Task requirements:
Across the following data, state how many lines include the word "cannot". Provide the number alone.

Provided information:
______________________________

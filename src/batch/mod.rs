// SPDX-FileCopyrightText: 2026 Bruno Meilick
// SPDX-License-Identifier: LicenseRef-Nereid-FreeUse-NoCopy-NoDerivatives
//
// All rights reserved.
//
// This file is part of Proteus and is proprietary software.
// Unauthorized copying, modification, or distribution is prohibited.

//! Batch Transaction Runner.
//!
//! A batch is parsed once into a private tree, every operation is applied in order, and only a
//! fully successful batch is serialized and handed to the write-back coordinator. On the first
//! failing operation the tree is dropped, so the persisted document is untouched.

use std::sync::Arc;

use tracing::{debug, info, warn};

use crate::model::{Document, DocumentError, RequestId};
use crate::ops::{apply_operation, OpError, Operation, OperationContext};
use crate::query::PageFilter;
use crate::store::{WriteBackCoordinator, WriteBackError};

#[derive(Debug, Clone, Copy, PartialEq, Eq)]
pub enum BatchPhase {
    Idle,
    Parsing,
    Applying(usize),
    Serializing,
    Committed,
    RolledBack,
}

#[derive(Debug, Clone, PartialEq, Eq, Default)]
pub struct BatchRequest {
    pub operations: Vec<Operation>,
    pub description: Option<String>,
    pub page_filter: Option<PageFilter>,
}

impl BatchRequest {
    pub fn new(operations: Vec<Operation>) -> Self {
        Self { operations, ..Self::default() }
    }

    pub fn with_description(mut self, description: impl Into<String>) -> Self {
        self.description = Some(description.into());
        self
    }

    pub fn with_page_filter(mut self, filter: PageFilter) -> Self {
        self.page_filter = Some(filter);
        self
    }
}

#[derive(Debug, thiserror::Error)]
pub enum BatchError {
    #[error("cannot parse the current document: {0}")]
    Parse(DocumentError),
    #[error(transparent)]
    Operation(OpError),
    #[error(transparent)]
    WriteBack(#[from] WriteBackError),
}

/// A batch that applied cleanly in memory.
#[derive(Debug, Clone, PartialEq, Eq)]
pub struct PreparedBatch {
    pub operations_applied: usize,
    /// Serialized tree, or `None` when no operation changed anything.
    pub new_text: Option<String>,
}

#[derive(Debug, Clone, PartialEq, Eq)]
pub struct BatchReport {
    pub operations_applied: usize,
    pub changed: bool,
    pub request_id: Option<RequestId>,
    pub new_text: Option<String>,
}

/// Tracks and logs the runner's phase transitions.
#[derive(Debug)]
struct PhaseTracker {
    phase: BatchPhase,
}

impl PhaseTracker {
    fn new() -> Self {
        Self { phase: BatchPhase::Idle }
    }

    fn enter(&mut self, next: BatchPhase) {
        debug!(from = ?self.phase, to = ?next, "batch.phase");
        self.phase = next;
    }
}

/// Applies the batch to a private copy of `current_text` without touching any persisted state.
pub fn prepare(request: &BatchRequest, current_text: &str) -> Result<PreparedBatch, BatchError> {
    let mut phases = PhaseTracker::new();
    let prepared = prepare_tracked(&mut phases, request, current_text);
    if prepared.is_err() {
        phases.enter(BatchPhase::RolledBack);
    }
    prepared
}

fn prepare_tracked(
    phases: &mut PhaseTracker,
    request: &BatchRequest,
    current_text: &str,
) -> Result<PreparedBatch, BatchError> {
    if request.operations.is_empty() {
        return Ok(PreparedBatch { operations_applied: 0, new_text: None });
    }

    phases.enter(BatchPhase::Parsing);
    let mut doc = Document::parse(current_text).map_err(BatchError::Parse)?;

    let filter = request.page_filter.as_ref().map(PageFilter::for_mutation);
    let count = request.operations.len();
    let mut mutations = 0;
    for (index, op) in request.operations.iter().enumerate() {
        phases.enter(BatchPhase::Applying(index));
        mutations += apply_operation(&mut doc, op, filter.as_ref()).map_err(|error| {
            let err = OpError { context: OperationContext::new(index, count, op), error };
            warn!(operation_index = index, operation_count = count, error = %err, "batch operation failed");
            BatchError::Operation(err)
        })?;
    }

    if mutations == 0 {
        debug!(operations = count, "batch changed nothing");
        return Ok(PreparedBatch { operations_applied: count, new_text: None });
    }

    phases.enter(BatchPhase::Serializing);
    Ok(PreparedBatch { operations_applied: count, new_text: Some(doc.to_xml()) })
}

/// Runs the batch against `current_text` and commits the result through `coordinator`.
///
/// Once the commit starts it runs to completion on its own task, so a caller that stops waiting
/// cannot leave a persisted but unverified document behind.
pub async fn run(
    coordinator: &Arc<WriteBackCoordinator>,
    request: &BatchRequest,
    current_text: &str,
) -> Result<BatchReport, BatchError> {
    info!(
        operations = request.operations.len(),
        description = request.description.as_deref().unwrap_or(""),
        "batch.start"
    );
    let prepared = prepare(request, current_text)?;

    let Some(new_text) = prepared.new_text else {
        return Ok(BatchReport {
            operations_applied: prepared.operations_applied,
            changed: false,
            request_id: None,
            new_text: None,
        });
    };

    let receipt = coordinator
        .commit_detached(new_text, current_text.to_owned(), request.description.clone())
        .await?;
    debug!(to = ?BatchPhase::Committed, request_id = %receipt.request_id, "batch.phase");
    Ok(BatchReport {
        operations_applied: prepared.operations_applied,
        changed: true,
        request_id: Some(receipt.request_id),
        new_text: Some(receipt.text),
    })
}

#[cfg(test)]
mod tests {
    use rstest::rstest;

    use super::{prepare, BatchError, BatchRequest};
    use crate::ops::{Edit, Operation};
    use crate::query::Locator;

    const DOC: &str = r#"<doc><page id="p1"><shape id="s1" c="1"/></page></doc>"#;

    fn set(id: &str, value: &str) -> Operation {
        Operation::new(
            Locator::Id(id.to_owned()),
            Edit::SetAttribute { key: "c".to_owned(), value: value.to_owned() },
        )
    }

    #[test]
    fn empty_batch_is_a_no_op() {
        let prepared = prepare(&BatchRequest::default(), "not even xml").expect("empty");
        assert_eq!(prepared.operations_applied, 0);
        assert!(prepared.new_text.is_none());
    }

    #[test]
    fn applies_in_order() {
        let request = BatchRequest::new(vec![set("s1", "2"), set("s1", "3")]);
        let prepared = prepare(&request, DOC).expect("prepare");
        assert_eq!(prepared.operations_applied, 2);
        let text = prepared.new_text.expect("changed");
        assert!(text.contains(r#"c="3""#));
    }

    #[rstest]
    #[case(0)]
    #[case(1)]
    #[case(2)]
    fn failure_reports_zero_based_index(#[case] failing: usize) {
        let mut operations = vec![set("s1", "2"), set("s1", "3"), set("s1", "4")];
        operations[failing] = set("missing", "9");
        let err = prepare(&BatchRequest::new(operations), DOC).unwrap_err();
        let BatchError::Operation(err) = err else {
            panic!("expected operation error");
        };
        assert_eq!(err.context.operation_index, failing);
        assert_eq!(err.context.operation_count, 3);
    }

    #[test]
    fn malformed_document_is_a_parse_error() {
        let err = prepare(&BatchRequest::new(vec![set("s1", "2")]), "<doc>").unwrap_err();
        assert!(matches!(err, BatchError::Parse(_)));
    }

    #[test]
    fn unmatched_allowed_operations_change_nothing() {
        let request = BatchRequest::new(vec![set("missing", "2").allowing_no_match()]);
        let prepared = prepare(&request, DOC).expect("prepare");
        assert_eq!(prepared.operations_applied, 1);
        assert!(prepared.new_text.is_none());
    }
}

______________________________

Reply:
2